Luna
Jorge Valencia*
Cincuenta años en la luna demuestran que la poesía es un género fantástico. “Un pequeño paso para el hombre, pero un gran paso para la humanidad”, dijo Neil Armnstrong al descender de la nave. García Lorca imaginó a la luna con un polisón de nardos. La primera desilusión de esa aventura espacial fue no encontrar en la luna ni un solo loco. Las evidencias recopiladas confirmaron que, en ese ambiente hostil, la vida es imposible. O que los oligofrénicos no necesitan oxígeno.
La luna ejerce potestad sobre los hombres. Su lectura cifrada permitió el desarrollo de la agricultura, de la astronomía y de la poesía. Los mayas articularon un calendario meticuloso de dieciocho meses con el que anticiparon los eclipses por quinientos años. Esta certeza ha permitido el oficio de nigromantes y astrónomos, cartomancianos y astronautas.
El lenguaje metafórico fue posible por las referencias que su influencia nos provoca. Las noches de luna llena son noches excepcionales que disponen para el amor. Muchos amantes se inauguraron bajo su fulgor alcahuete. Los bardos relataron faenas amatorias con la luna como testigo: si permite las mareas y las tempestades, también el milagro de los cuerpos. La luna es un astro voyeurista.
Durante el siglo XIX la luna se convirtió en un ser maligno. El romanticismo se valió de su jurisdicción para construir las historias de terror que aún espantan a los niños. Su misterio viene de una exhibición parcial, periódica, al parecer caprichosa. Julio Verne la anticipó como una conquista posible. La agencia espacial norteamericana se especializó en literatura de ciencia ficción. Cuando las computadoras aún no adquirían toda su potencia tecnológica, el Apolo 11 llevó a la luna a tres astronautas. Y los trajo de regreso. Ese fue su mérito.
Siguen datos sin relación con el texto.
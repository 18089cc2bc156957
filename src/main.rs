use std::env;
use std::path::PathBuf;

use dotenv::dotenv;
use tracing_subscriber::{EnvFilter, FmtSubscriber};
use wumpbot::Game;
use wumpbot::infra::{Config, DefaultObserver, HttpConnection};

fn init_logging() {
    let filter =
        EnvFilter::try_from_default_env().unwrap_or_else(|_| EnvFilter::new("wumpbot=debug,info"));

    let subscriber = FmtSubscriber::builder()
        .with_env_filter(filter)
        .with_target(false)
        .with_ansi(true)
        .finish();

    tracing::subscriber::set_global_default(subscriber).expect("setting default subscriber failed");
}

#[tokio::main]
async fn main() -> Result<(), Box<dyn std::error::Error>> {
    dotenv().ok();
    init_logging();

    let config_path = env::args()
        .nth(1)
        .or_else(|| env::var("WUMPUS_CONFIG").ok())
        .map(PathBuf::from);
    let config = Config::load(config_path.as_deref())?;

    tracing::info!(
        parallel = config.parallel,
        max_plan_length = config.max_plan_length,
        single_request = config.single_request,
        "Loaded configuration"
    );

    let connection = HttpConnection::new(config.act_url())?;
    let mut game = Game::new(connection, DefaultObserver, &config);
    game.run().await?;

    Ok(())
}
Jaime Sabines dice que la luna se puede tomar a cucharadas. Lo que queda claro es que siempre demanda suspiros. Hay lunas congestionadas de nubes. Lunas amarillas como ojos de gato. Lunas menguantes, escondidas detrás de las puertas. Medias lunas defendidas por ejércitos y religiones. Y lunas mansas que se dejan acariciar el lomo como animales domésticos.
Algo de luna conservamos en la piel. Por eso brilla y atrae con una gravedad propia.
La luna contradice la noche, la restringe y desprestigia. Una luna plena prescinde de los focos y propicia la elucubración onírica. No somos los mismos cuando hay luna. Tal vez por ella volvemos a ser lo que en rigor somos: lunáticos expatriados y errantes. Con un destino posible, al alcance de alguna nave.